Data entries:
---*---
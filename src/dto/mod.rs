use std::time::SystemTime;
use time::{OffsetDateTime, format_description::well_known::Rfc3339};

pub mod health;
pub mod room;
pub mod session;
pub mod sse;
pub mod validation;

fn format_system_time(time: SystemTime) -> String {
    OffsetDateTime::from(time)
        .format(&Rfc3339)
        .unwrap_or_else(|_| "invalid-timestamp".into())
}
use tracing::warn;

use crate::{dto::health::HealthResponse, state::SharedState};

/// Probe the room store and report degraded mode along with the live session count.
pub async fn health_status(state: &SharedState) -> HealthResponse {
    match state.require_room_store().await {
        Ok(store) => {
            if let Err(err) = store.health_check().await {
                warn!(error = %err, "storage health check failed");
            }
        }
        Err(_) => warn!("storage unavailable (degraded mode)"),
    }

    let sessions = state.session_count();
    if state.is_degraded().await {
        HealthResponse::degraded(sessions)
    } else {
        HealthResponse::ok(sessions)
    }
}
---*---
◆ **INSTRUCTIONS TO FOLLOW**
Select every line in the records above that contains the word "storage".

◆ **ANSWER TO THE PROBLEM**
                warn!(error = %err, "storage health check failed");
        Err(_) => warn!("storage unavailable (degraded mode)"),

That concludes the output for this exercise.